[Collected data entries]

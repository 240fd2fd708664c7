//! Calendar-day bucket used for "today's jobs".

use chrono::{DateTime, FixedOffset, Local, NaiveDate, NaiveTime, TimeDelta, TimeZone, Utc};
use tracing::warn;

/// Zone in which "today" is evaluated.
#[derive(Debug, Clone, Copy, PartialEq, Eq, Default)]
pub enum SyncTimeZone {
    /// The server process's local zone.
    #[default]
    ServerLocal,
    /// A fixed offset east of UTC.
    Fixed(FixedOffset),
}

impl SyncTimeZone {
    /// Build a fixed zone from minutes east of UTC.
    ///
    /// Returns `None` when the offset is outside ±24 hours.
    #[must_use]
    pub fn from_offset_minutes(minutes: i32) -> Option<Self> {
        let seconds = minutes.checked_mul(60)?;
        FixedOffset::east_opt(seconds).map(Self::Fixed)
    }
}

/// Half-open `[start, end)` range of UTC instants covering one local day.
#[derive(Debug, Clone, Copy, PartialEq, Eq)]
pub struct DayWindow {
    start: DateTime<Utc>,
    end: DateTime<Utc>,
}

impl DayWindow {
    /// The local day containing `now` in `zone`.
    ///
    /// # Examples
    /// ```
    /// use backend::domain::{DayWindow, SyncTimeZone};
    /// use chrono::{TimeZone, Utc};
    ///
    /// let zone = SyncTimeZone::from_offset_minutes(60).expect("valid offset");
    /// let now = Utc.with_ymd_and_hms(2026, 3, 10, 23, 30, 0).unwrap();
    /// let window = DayWindow::containing(now, zone);
    /// assert_eq!(window.start(), Utc.with_ymd_and_hms(2026, 3, 10, 23, 0, 0).unwrap());
    /// assert_eq!(window.end(), Utc.with_ymd_and_hms(2026, 3, 11, 23, 0, 0).unwrap());
    /// ```
    #[must_use]
    pub fn containing(now: DateTime<Utc>, zone: SyncTimeZone) -> Self {
        match zone {
            SyncTimeZone::ServerLocal => window_in(now, &Local),
            SyncTimeZone::Fixed(offset) => window_in(now, &offset),
        }
    }

    /// Inclusive lower bound.
    #[must_use]
    pub const fn start(&self) -> DateTime<Utc> {
        self.start
    }

    /// Exclusive upper bound.
    #[must_use]
    pub const fn end(&self) -> DateTime<Utc> {
        self.end
    }

    /// Whether `instant` falls inside the window.
    #[must_use]
    pub fn contains(&self, instant: DateTime<Utc>) -> bool {
        self.start <= instant && instant < self.end
    }
}

fn window_in<Tz: TimeZone>(now: DateTime<Utc>, tz: &Tz) -> DayWindow {
    let today = now.with_timezone(tz).date_naive();
    let start = local_midnight(tz, today);
    let end = today
        .succ_opt()
        .map_or(start + TimeDelta::days(1), |tomorrow| local_midnight(tz, tomorrow));
    DayWindow { start, end }
}

const GAP_STEP_MINUTES: i64 = 15;

/// First valid instant of `date` in `tz`.
///
/// Zones that skip midnight for DST resolve to the earliest quarter hour after
/// the gap.
fn local_midnight<Tz: TimeZone>(tz: &Tz, date: NaiveDate) -> DateTime<Utc> {
    let midnight = date.and_time(NaiveTime::MIN);
    let first_valid = (0..24 * 60 / GAP_STEP_MINUTES)
        .map(|step| midnight + TimeDelta::minutes(step * GAP_STEP_MINUTES))
        .find_map(|local| tz.from_local_datetime(&local).earliest());
    match first_valid {
        Some(instant) => instant.with_timezone(&Utc),
        None => {
            warn!(%date, "no valid local time on date; treating local midnight as UTC");
            midnight.and_utc()
        }
    }
}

_Required work_
Counting only lines that contain the word "Clone", how many are there in the records above? Give the number alone.

_Exercise solution_
2